Stored data

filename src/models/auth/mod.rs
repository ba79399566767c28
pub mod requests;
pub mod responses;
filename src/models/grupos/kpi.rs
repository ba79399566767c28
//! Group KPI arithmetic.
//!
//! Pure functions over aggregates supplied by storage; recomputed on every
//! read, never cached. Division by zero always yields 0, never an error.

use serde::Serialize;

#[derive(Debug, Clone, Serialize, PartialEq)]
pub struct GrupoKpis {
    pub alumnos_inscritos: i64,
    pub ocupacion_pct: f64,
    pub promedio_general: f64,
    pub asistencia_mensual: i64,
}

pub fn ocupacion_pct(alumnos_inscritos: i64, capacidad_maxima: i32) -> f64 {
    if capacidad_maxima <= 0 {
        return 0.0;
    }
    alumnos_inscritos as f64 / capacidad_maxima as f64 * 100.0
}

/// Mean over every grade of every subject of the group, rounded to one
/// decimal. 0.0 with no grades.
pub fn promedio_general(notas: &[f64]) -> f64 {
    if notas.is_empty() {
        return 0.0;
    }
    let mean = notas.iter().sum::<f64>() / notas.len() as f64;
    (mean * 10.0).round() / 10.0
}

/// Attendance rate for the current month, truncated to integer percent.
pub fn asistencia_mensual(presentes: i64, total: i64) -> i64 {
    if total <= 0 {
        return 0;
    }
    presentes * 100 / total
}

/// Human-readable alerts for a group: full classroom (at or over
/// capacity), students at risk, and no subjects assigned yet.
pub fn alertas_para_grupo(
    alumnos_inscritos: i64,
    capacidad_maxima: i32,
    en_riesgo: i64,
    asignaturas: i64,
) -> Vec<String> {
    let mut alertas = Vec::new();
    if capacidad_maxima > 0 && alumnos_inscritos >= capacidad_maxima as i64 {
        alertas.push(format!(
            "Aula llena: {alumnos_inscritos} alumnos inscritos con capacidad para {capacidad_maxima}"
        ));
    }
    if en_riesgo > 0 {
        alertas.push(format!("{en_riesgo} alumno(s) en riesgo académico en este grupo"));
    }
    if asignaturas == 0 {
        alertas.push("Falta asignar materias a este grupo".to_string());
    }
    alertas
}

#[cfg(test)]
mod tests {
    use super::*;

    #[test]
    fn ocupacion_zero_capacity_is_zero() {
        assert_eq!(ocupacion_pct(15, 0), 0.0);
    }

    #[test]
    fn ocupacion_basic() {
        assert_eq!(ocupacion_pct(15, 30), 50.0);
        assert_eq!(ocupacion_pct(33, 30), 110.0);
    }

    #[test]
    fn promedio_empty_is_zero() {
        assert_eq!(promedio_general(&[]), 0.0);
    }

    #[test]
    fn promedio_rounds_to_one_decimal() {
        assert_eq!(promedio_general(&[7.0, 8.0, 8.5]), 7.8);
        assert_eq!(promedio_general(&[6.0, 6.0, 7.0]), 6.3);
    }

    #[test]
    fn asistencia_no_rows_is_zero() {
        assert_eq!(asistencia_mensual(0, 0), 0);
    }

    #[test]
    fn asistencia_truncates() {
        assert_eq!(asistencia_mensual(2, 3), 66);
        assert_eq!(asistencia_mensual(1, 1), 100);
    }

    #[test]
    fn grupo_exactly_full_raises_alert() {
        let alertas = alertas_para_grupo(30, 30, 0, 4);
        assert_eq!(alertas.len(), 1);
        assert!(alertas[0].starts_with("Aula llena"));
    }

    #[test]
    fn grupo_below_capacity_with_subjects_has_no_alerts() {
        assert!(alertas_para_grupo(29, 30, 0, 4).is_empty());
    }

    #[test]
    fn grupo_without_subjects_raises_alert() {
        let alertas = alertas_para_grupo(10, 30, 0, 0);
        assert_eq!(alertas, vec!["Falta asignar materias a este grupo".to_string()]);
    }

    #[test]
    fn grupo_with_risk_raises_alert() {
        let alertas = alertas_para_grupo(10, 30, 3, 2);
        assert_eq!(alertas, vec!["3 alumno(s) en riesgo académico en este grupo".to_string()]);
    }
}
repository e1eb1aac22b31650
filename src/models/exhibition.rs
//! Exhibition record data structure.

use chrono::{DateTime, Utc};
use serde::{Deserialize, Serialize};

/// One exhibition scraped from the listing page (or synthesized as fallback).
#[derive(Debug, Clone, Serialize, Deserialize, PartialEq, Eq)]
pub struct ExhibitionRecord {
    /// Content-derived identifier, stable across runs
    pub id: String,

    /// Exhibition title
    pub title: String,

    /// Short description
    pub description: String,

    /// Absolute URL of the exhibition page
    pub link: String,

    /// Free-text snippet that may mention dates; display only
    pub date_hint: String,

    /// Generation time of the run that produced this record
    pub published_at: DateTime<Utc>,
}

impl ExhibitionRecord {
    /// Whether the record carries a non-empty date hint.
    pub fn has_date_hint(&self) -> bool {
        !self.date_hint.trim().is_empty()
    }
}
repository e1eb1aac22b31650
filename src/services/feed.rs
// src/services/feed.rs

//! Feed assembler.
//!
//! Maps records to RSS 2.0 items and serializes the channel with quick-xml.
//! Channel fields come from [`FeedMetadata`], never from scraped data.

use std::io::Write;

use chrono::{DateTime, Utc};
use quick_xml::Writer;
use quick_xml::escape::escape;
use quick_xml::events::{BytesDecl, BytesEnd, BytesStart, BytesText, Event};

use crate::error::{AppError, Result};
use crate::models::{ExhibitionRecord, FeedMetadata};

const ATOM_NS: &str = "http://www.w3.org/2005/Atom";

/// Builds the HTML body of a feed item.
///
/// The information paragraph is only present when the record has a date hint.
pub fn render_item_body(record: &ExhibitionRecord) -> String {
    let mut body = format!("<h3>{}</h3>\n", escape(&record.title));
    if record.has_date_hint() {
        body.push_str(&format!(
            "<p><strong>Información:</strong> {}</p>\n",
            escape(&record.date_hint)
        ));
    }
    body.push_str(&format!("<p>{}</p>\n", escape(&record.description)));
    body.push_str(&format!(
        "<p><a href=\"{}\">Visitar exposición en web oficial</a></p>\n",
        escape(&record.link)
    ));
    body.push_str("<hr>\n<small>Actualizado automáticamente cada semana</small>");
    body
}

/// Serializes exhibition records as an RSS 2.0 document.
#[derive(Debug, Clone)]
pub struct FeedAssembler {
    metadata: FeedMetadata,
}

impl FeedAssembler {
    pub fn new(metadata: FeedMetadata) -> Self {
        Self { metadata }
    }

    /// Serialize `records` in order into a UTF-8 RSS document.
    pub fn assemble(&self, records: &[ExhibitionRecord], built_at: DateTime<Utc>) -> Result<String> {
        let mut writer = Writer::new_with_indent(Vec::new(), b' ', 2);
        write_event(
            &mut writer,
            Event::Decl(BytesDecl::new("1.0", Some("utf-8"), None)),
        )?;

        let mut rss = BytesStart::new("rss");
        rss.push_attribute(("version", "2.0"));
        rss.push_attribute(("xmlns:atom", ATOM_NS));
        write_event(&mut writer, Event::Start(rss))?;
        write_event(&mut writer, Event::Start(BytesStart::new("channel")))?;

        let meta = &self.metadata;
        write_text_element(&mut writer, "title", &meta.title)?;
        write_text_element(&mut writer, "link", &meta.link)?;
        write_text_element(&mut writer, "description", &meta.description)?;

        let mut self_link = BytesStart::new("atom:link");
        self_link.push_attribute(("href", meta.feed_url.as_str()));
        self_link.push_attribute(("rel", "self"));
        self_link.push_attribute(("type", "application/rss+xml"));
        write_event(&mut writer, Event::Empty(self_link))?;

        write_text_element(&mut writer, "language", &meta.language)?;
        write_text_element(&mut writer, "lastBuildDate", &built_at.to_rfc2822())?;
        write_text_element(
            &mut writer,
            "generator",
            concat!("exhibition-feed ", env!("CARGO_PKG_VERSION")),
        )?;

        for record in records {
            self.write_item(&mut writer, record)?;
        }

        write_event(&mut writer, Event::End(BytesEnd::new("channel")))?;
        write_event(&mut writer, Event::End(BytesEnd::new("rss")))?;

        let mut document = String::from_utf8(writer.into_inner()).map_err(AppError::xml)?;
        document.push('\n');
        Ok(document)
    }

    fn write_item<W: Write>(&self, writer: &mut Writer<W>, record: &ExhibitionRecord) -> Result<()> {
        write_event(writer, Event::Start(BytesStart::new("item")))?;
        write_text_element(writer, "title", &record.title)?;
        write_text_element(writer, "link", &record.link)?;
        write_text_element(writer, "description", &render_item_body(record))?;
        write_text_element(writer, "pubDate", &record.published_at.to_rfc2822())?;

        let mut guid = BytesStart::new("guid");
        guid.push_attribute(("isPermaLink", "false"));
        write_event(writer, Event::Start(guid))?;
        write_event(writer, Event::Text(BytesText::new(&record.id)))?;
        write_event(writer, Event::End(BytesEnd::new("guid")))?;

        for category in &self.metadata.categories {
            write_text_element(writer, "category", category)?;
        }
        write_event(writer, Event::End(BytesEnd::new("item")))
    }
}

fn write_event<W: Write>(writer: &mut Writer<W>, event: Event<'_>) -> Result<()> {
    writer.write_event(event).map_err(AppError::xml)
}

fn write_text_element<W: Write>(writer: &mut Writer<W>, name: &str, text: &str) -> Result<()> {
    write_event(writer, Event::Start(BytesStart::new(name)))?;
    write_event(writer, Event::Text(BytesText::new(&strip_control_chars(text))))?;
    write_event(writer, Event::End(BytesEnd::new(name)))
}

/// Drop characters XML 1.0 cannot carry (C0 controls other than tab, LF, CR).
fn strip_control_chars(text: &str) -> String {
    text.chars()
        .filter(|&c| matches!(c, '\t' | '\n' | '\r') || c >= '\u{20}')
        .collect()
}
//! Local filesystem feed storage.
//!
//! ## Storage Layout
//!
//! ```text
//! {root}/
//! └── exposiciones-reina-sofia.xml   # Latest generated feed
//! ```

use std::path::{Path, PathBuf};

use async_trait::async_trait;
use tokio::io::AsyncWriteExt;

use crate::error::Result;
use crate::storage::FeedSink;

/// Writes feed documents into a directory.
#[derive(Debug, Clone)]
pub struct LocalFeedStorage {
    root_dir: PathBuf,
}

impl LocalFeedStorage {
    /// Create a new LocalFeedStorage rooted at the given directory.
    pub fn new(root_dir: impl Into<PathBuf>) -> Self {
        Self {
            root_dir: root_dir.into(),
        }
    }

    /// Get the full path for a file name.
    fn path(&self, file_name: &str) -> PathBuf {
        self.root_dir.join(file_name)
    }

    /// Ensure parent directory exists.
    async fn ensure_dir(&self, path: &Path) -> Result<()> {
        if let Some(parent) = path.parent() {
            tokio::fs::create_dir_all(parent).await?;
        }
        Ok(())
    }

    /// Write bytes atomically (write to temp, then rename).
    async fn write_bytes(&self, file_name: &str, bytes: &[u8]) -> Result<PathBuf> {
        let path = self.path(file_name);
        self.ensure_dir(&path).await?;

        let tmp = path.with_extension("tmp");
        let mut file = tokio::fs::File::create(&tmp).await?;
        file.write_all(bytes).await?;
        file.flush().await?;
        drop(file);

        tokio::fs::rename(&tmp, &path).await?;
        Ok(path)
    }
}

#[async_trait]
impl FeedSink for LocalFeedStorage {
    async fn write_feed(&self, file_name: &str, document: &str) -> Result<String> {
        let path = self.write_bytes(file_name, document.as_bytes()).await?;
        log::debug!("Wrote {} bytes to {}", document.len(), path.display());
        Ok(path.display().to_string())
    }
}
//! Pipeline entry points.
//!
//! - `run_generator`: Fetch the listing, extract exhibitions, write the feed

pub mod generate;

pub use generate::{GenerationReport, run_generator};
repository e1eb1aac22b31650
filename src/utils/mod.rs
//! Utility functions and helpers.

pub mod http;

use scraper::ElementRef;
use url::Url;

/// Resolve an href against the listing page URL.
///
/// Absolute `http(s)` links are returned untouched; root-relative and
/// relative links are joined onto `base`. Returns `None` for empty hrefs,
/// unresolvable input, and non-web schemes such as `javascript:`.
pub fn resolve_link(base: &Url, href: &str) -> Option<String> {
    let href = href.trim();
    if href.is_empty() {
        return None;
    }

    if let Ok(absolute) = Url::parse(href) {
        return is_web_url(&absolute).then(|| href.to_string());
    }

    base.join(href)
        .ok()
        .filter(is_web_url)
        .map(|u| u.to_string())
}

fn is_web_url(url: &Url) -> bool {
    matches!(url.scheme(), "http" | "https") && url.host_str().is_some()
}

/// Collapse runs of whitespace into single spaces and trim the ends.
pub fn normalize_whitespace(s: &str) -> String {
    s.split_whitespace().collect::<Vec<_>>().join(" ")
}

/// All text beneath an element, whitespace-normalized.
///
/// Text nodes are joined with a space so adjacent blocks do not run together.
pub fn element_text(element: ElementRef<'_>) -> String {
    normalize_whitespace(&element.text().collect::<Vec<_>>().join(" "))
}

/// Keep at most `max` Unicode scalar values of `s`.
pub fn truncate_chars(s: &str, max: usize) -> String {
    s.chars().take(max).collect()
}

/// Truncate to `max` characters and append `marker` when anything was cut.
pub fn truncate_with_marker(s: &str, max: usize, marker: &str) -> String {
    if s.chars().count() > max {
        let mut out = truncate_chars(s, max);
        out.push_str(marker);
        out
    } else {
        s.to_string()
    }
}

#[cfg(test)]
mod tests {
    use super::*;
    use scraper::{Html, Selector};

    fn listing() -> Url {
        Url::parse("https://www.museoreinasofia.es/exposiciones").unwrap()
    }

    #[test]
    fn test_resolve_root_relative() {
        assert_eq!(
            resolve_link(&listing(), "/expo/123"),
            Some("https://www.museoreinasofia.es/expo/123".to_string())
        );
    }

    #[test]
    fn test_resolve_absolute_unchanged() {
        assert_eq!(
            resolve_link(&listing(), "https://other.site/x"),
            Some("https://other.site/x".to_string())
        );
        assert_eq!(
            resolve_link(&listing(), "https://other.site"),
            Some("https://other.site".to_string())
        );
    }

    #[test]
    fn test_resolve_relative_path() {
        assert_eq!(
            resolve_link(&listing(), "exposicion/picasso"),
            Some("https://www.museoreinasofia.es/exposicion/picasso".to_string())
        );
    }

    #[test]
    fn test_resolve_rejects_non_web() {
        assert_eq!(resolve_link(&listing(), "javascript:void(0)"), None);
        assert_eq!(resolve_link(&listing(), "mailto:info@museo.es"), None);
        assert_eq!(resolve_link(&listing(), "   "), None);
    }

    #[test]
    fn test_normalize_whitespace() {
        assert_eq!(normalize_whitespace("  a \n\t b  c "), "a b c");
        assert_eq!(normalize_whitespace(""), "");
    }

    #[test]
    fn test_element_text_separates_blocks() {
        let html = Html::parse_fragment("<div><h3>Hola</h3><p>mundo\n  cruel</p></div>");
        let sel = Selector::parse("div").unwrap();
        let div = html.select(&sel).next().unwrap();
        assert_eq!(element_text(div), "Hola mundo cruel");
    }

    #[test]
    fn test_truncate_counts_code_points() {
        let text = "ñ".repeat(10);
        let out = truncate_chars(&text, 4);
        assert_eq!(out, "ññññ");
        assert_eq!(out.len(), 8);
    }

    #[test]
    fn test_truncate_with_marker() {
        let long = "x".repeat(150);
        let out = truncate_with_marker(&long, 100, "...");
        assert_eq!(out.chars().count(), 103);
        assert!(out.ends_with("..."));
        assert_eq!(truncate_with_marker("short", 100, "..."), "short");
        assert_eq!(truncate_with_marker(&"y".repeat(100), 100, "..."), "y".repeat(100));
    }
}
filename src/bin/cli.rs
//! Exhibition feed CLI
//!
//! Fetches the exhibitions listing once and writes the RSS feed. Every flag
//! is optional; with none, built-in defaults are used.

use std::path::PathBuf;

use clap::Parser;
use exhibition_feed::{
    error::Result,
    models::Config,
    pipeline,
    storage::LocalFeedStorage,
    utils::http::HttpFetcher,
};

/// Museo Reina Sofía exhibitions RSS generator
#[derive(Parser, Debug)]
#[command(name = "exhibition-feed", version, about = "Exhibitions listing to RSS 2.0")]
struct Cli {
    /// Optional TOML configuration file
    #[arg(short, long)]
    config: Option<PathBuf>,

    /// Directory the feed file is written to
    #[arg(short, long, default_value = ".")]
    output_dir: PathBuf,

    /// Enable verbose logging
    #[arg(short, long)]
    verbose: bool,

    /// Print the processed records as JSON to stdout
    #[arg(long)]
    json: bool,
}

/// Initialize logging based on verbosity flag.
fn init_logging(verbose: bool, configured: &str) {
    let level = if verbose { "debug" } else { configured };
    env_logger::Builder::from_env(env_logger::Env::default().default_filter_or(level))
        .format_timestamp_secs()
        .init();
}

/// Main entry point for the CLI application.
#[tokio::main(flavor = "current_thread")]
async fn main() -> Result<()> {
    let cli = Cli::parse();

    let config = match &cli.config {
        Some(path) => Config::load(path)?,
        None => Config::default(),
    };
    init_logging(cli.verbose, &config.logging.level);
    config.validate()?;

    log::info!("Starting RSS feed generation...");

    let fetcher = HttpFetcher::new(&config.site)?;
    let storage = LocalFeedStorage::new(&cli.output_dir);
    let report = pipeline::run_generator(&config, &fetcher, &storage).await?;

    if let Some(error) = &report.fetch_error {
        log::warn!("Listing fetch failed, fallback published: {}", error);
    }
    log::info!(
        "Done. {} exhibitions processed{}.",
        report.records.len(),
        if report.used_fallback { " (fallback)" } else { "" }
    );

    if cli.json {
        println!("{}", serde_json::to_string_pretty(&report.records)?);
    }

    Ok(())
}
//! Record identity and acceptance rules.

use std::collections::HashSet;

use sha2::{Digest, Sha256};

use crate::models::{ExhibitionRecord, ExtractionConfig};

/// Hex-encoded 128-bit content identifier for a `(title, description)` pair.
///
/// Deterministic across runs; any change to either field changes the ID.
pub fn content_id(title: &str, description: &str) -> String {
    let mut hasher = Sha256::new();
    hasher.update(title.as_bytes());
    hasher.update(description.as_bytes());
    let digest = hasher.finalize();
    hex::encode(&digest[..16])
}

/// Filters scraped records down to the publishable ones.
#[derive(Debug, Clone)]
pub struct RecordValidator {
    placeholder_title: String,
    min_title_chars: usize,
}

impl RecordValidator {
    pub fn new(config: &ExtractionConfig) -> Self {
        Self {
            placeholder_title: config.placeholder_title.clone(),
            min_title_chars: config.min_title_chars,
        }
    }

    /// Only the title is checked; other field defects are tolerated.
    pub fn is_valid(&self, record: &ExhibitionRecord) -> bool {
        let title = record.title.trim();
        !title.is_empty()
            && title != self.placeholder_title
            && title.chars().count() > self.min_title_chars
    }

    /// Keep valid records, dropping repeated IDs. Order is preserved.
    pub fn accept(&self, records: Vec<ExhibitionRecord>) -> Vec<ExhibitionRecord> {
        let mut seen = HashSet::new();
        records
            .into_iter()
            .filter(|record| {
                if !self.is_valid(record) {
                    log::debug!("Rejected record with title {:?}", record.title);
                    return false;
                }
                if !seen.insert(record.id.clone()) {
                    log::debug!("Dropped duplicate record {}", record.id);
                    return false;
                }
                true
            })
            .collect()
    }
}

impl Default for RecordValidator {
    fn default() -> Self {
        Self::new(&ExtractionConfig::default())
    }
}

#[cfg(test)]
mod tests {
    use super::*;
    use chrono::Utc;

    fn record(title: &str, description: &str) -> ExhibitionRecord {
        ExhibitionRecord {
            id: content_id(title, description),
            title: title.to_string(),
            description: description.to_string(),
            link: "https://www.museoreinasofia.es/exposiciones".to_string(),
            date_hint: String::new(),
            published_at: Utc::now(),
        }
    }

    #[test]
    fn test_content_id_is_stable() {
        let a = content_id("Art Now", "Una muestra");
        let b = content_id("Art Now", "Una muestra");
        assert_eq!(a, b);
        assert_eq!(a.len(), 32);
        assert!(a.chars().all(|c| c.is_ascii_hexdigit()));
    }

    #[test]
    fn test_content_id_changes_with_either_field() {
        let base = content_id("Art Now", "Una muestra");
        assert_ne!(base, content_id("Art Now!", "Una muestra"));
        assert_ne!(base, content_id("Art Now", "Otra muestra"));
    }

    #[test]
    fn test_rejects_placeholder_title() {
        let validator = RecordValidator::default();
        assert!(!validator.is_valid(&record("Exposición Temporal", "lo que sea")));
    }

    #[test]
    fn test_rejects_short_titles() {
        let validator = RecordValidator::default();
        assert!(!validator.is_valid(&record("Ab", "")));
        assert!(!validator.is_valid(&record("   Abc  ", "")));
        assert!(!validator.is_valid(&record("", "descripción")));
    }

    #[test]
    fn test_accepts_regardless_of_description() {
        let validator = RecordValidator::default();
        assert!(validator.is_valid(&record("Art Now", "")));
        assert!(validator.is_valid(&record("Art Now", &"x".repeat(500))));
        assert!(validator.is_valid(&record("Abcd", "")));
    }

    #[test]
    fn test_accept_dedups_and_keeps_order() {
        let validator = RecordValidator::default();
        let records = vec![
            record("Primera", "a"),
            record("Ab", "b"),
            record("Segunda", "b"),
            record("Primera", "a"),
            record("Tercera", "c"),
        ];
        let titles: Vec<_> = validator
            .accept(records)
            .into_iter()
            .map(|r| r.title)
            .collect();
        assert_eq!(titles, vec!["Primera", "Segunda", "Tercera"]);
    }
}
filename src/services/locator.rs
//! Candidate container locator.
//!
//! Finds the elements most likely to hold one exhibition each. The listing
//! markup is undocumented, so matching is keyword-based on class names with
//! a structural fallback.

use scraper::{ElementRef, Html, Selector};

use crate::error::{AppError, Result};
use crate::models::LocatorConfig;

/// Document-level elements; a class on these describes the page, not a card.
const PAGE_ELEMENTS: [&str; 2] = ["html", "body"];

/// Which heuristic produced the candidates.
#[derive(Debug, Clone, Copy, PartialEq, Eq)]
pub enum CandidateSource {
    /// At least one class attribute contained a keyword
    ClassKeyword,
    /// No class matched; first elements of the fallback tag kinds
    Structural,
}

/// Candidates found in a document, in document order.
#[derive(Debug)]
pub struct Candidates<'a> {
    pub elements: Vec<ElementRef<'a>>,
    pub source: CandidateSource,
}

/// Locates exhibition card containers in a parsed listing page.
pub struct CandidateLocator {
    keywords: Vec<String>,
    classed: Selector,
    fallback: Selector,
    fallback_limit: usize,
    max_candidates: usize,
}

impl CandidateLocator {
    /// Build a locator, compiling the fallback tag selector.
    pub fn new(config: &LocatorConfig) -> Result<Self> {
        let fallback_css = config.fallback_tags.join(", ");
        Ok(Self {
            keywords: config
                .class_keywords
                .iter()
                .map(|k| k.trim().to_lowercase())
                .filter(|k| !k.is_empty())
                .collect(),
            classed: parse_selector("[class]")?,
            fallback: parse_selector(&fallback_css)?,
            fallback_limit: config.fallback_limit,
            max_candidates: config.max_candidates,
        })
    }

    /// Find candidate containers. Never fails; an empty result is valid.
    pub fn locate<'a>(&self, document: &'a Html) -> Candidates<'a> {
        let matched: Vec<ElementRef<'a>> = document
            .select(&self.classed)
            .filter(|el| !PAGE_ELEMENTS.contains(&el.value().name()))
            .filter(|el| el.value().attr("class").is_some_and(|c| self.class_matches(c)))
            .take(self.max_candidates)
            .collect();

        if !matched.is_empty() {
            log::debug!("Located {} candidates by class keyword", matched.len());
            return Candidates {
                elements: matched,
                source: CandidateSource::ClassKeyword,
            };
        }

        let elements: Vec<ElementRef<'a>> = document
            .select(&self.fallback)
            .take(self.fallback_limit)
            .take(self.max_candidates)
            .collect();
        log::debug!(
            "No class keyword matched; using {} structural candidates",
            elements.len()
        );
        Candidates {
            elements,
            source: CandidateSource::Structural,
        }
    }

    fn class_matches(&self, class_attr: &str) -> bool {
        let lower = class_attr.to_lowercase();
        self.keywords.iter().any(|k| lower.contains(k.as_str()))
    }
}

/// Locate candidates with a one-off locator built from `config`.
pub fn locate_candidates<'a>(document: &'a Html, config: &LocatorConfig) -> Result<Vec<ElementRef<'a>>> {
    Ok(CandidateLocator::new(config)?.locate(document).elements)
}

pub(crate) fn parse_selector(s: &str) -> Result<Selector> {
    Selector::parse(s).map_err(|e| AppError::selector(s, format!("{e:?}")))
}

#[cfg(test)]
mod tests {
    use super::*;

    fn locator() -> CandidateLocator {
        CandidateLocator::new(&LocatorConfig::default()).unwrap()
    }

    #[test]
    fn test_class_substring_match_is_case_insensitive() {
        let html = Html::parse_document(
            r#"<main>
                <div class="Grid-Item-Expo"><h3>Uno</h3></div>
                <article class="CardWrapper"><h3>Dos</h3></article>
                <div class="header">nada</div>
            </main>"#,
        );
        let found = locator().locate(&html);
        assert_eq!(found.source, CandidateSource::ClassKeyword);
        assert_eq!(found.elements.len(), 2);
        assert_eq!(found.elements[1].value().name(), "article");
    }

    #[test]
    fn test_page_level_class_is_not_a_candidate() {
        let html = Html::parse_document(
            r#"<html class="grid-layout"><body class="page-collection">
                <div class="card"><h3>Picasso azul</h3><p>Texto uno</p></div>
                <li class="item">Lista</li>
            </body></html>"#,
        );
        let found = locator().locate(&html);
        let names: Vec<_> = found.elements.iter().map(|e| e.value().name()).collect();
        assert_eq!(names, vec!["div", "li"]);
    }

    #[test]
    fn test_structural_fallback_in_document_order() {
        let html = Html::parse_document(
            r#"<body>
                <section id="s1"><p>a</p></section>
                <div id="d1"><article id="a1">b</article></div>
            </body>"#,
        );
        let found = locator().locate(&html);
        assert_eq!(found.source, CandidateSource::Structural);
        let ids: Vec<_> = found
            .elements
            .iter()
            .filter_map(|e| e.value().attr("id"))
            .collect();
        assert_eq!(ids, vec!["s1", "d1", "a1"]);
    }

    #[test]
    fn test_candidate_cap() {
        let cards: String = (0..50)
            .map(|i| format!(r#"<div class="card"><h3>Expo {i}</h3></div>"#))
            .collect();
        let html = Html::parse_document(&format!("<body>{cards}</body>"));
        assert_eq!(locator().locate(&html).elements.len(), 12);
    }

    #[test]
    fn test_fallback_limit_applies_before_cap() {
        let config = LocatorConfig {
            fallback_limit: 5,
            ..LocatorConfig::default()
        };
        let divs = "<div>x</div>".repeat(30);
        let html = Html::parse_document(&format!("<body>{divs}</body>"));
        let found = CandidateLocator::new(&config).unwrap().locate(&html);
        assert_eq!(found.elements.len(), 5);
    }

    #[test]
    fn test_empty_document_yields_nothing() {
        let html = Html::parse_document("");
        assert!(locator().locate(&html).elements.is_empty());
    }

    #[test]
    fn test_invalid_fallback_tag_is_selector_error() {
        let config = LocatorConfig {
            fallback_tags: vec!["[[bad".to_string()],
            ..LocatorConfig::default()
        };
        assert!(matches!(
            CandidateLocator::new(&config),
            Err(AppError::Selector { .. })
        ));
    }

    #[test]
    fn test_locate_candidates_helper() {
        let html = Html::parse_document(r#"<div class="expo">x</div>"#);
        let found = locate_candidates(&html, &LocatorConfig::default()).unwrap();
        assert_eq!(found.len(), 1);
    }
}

### Assignment
Each line above that carries the string "PathBuf" has to be returned.

### Output of the exercise
use std::path::{Path, PathBuf};
    root_dir: PathBuf,
    pub fn new(root_dir: impl Into<PathBuf>) -> Self {
    fn path(&self, file_name: &str) -> PathBuf {
    async fn write_bytes(&self, file_name: &str, bytes: &[u8]) -> Result<PathBuf> {
use std::path::PathBuf;
    config: Option<PathBuf>,
    output_dir: PathBuf,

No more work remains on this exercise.